Here's (I hope) a more complete and accurate picture CPU/Memory fundamentals:

A 64-bit processor has a 64-bit internal "bus". This is literally 64 wires that can each pass a high or low voltage (1 or 0) at any given time. This allows several things including:

1) 64-bits (8 Bytes) of data can "flow" thru the bus at any given time. This data is "Pushed" thru the bus each time the CPU "clock" ticks. If you're curious, a CPU "clock" is usually an internal crystal that vibrates ("oscilates") when it is electrically charged. The osculating crystal produces an electronic "wave" which is then transformed into a rigid, "toggle", wave form.
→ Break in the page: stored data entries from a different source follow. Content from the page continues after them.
use axum::{extract::Request, middleware::Next, response::Response};
use std::time::Instant;
use tracing::{debug, error, info};

use crate::error::RpcStatus;

/// Logs each inbound RPC and, when it fails, its status.
pub async fn log_rpc(request: Request, next: Next) -> Response {
    if request.uri().path() == "/health" {
        return next.run(request).await;
    }

    let method = request.uri().path().trim_start_matches('/').to_string();
    let started = Instant::now();
    info!(method = %method, "incoming rpc request");

    let response = next.run(request).await;
    let elapsed_ms = started.elapsed().as_millis() as u64;

    match response.extensions().get::<RpcStatus>() {
        Some(status) => error!(
            method = %method,
            code = %status.code,
            error = %status.message,
            elapsed_ms,
            "method failed"
        ),
        None => debug!(method = %method, elapsed_ms, "method completed"),
    }

    response
}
This is the heartbeat of the processor, and each beat "pushes" data thru the bus (simply put). For example, a 1Ghz, 64-bit CPU can "push" data 1 Billion times every second, and it pushes 64 bits each time. Therefore it's processing power or "bandwidth" is 64 Billion bits/second or 8 Gb/s "bandwidth".
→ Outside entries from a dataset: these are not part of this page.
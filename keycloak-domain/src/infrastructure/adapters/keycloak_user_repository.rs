use async_trait::async_trait;
use reqwest::{Method, StatusCode};
use tracing::{info, instrument};

use super::keycloak_rest::{read_json, KeycloakRestClient};
use crate::application::ports::repository::UserRepository;
use crate::domain::{entities::*, errors::*, lookup};

pub struct KeycloakUserRepository {
    rest: KeycloakRestClient,
}

impl KeycloakUserRepository {
    pub fn new(rest: KeycloakRestClient) -> Self {
        Self { rest }
    }
}

#[async_trait]
impl UserRepository for KeycloakUserRepository {
    #[instrument(skip(self, user, token), fields(username = %user.username))]
    async fn create(&self, user: &UserRepresentation, token: &str) -> DomainResult<()> {
        let request = self.rest.admin(Method::POST, &["users"], token)?.json(user);
        self.rest
            .execute("create user", request, StatusCode::CREATED)
            .await?;

        info!("Created user {}", user.username);
        Ok(())
    }

    #[instrument(skip(self, user, token), fields(user_id = %user.id_or_empty()))]
    async fn update(&self, user: &UserRepresentation, token: &str) -> DomainResult<()> {
        let request = self
            .rest
            .admin(Method::PUT, &["users", user.id_or_empty()], token)?
            .json(user);
        self.rest
            .execute("update user", request, StatusCode::NO_CONTENT)
            .await?;

        info!("Updated user {}", user.id_or_empty());
        Ok(())
    }

    #[instrument(skip(self, token))]
    async fn get_by_id(&self, id: &str, token: &str) -> DomainResult<UserRepresentation> {
        let request = self.rest.admin(Method::GET, &["users", id], token)?;
        self.rest.fetch("get user", request).await
    }

    #[instrument(skip(self, token))]
    async fn get_by_username(
        &self,
        username: &str,
        token: &str,
    ) -> DomainResult<UserRepresentation> {
        let request = self
            .rest
            .admin(Method::GET, &["users"], token)?
            .query(&[("username", username)]);
        let users: Vec<UserRepresentation> = self.rest.fetch("get user by username", request).await?;

        users
            .into_iter()
            .next()
            .ok_or_else(|| DomainError::not_found("user", username))
    }

    #[instrument(skip(self, token))]
    async fn get_all(&self, token: &str) -> DomainResult<Vec<UserRepresentation>> {
        let request = self.rest.admin(Method::GET, &["users"], token)?;
        self.rest.fetch("get users", request).await
    }

    #[instrument(skip(self, token), fields(count = ids.len()))]
    async fn get_by_ids(
        &self,
        ids: &[String],
        token: &str,
    ) -> DomainResult<Vec<UserRepresentation>> {
        let users = self.get_all(token).await?;
        Ok(lookup::select_present(users, ids, |u| u.id_or_empty()))
    }

    #[instrument(skip(self, token), fields(count = usernames.len()))]
    async fn get_by_usernames(
        &self,
        usernames: &[String],
        token: &str,
    ) -> DomainResult<Vec<UserRepresentation>> {
        let users = self.get_all(token).await?;
        Ok(lookup::select_or_default(users, usernames, |u| {
            u.username.as_str()
        }))
    }

    #[instrument(skip(self, token))]
    async fn delete(&self, id: &str, token: &str) -> DomainResult<()> {
        let request = self.rest.admin(Method::DELETE, &["users", id], token)?;
        self.rest
            .execute("delete user", request, StatusCode::NO_CONTENT)
            .await?;

        info!("Deleted user {}", id);
        Ok(())
    }

    #[instrument(skip(self, token))]
    async fn add_to_group(&self, user_id: &str, group_id: &str, token: &str) -> DomainResult<()> {
        let request = self
            .rest
            .admin(Method::PUT, &["users", user_id, "groups", group_id], token)?;
        self.rest
            .execute("add user to group", request, StatusCode::NO_CONTENT)
            .await?;

        info!("Added user {} to group {}", user_id, group_id);
        Ok(())
    }

    #[instrument(skip(self, token))]
    async fn remove_from_group(
        &self,
        user_id: &str,
        group_id: &str,
        token: &str,
    ) -> DomainResult<()> {
        let request = self
            .rest
            .admin(Method::DELETE, &["users", user_id, "groups", group_id], token)?;
        self.rest
            .execute("remove user from group", request, StatusCode::NO_CONTENT)
            .await?;

        info!("Removed user {} from group {}", user_id, group_id);
        Ok(())
    }

    #[instrument(skip(self, password, client_secret))]
    async fn authenticate(
        &self,
        username: &str,
        password: &str,
        client_id: &str,
        client_secret: Option<&str>,
    ) -> DomainResult<AccessToken> {
        let mut form = vec![
            ("grant_type", "password"),
            ("client_id", client_id),
            ("username", username),
            ("password", password),
            ("scope", "openid profile"),
        ];
        if let Some(secret) = client_secret.filter(|s| !s.is_empty()) {
            form.push(("client_secret", secret));
        }

        let request = self.rest.http().post(self.rest.token_url()).form(&form);
        let response = self
            .rest
            .execute("authenticate user", request, StatusCode::OK)
            .await?;

        info!("Authenticated user {}", username);
        read_json("authenticate user", response).await
    }

    #[instrument(skip(self, password, token))]
    async fn set_password(
        &self,
        id: &str,
        password: &str,
        temporary: bool,
        token: &str,
    ) -> DomainResult<bool> {
        let request = self
            .rest
            .admin(Method::PUT, &["users", id, "reset-password"], token)?
            .json(&Credential::password(password, temporary));
        self.rest
            .execute("set user password", request, StatusCode::NO_CONTENT)
            .await?;

        info!("Reset password for user {}", id);
        Ok(true)
    }
}
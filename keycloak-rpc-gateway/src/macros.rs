//! Request validation helpers. Each rejects with `INVALID_ARGUMENT` before
//! any backend call is made.

/// Return `INVALID_ARGUMENT` with `$message` unless `$cond` holds.
///
/// ```ignore
/// require!(!request.user_id.is_empty(), "userId cannot be nil or empty");
/// ```
#[macro_export]
macro_rules! require {
    ($cond:expr, $message:expr) => {
        if !$cond {
            return Err($crate::error::RpcStatus::invalid_argument($message));
        }
    };
}

/// Require a non-empty string, yielding it.
///
/// ```ignore
/// let id = require_value!(request.value, "id cannot be nil or empty");
/// ```
#[macro_export]
macro_rules! require_value {
    ($value:expr, $message:expr) => {{
        let value = $value;
        $crate::require!(!value.is_empty(), $message);
        value
    }};
}

/// Require an optional wrapper to be present and non-empty, yielding the
/// inner value.
#[macro_export]
macro_rules! require_present {
    ($value:expr, $message:expr) => {
        match $value {
            Some(value) if !value.is_empty() => value,
            _ => return Err($crate::error::RpcStatus::invalid_argument($message)),
        }
    };
}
2) Since there are 64 binary wires, there are 2^64 possible values the bus can ever produce. Since those values can refer to memory "addresses", a 64-bit processor has the ability to point to up to 2^64 memory locations, each 1 Byte long. This is HUGE... 18.5 Billion GB of RAM.... That's 2 GB of RAM for every human on earth... in a single computer. But for a better example, consider a 32-bit CPU, which can refer to up to 2^32 memory addresses (RAM). Again, each RAM "address" is usually 1 Byte (8 bits), so this is 2^32 Bytes (4GB) of RAM. This is why any computer having either a 32-bit Processor or 32-bit Windows is limited to using 4GB of RAM. Even if more RAM is installed, the system can only use 4GB of it. Also, a 64-bit CPU running 32-bit windows is still limited to 4GB RAM because the Windows software was not designed to connect to any more than the 4GB (2^32) memory "addresses".

NOTE: Keep in mind that as technologies are added such as 3-state bits, mult-core processors, fiber optics, etc, these fundamental calculations get more complex.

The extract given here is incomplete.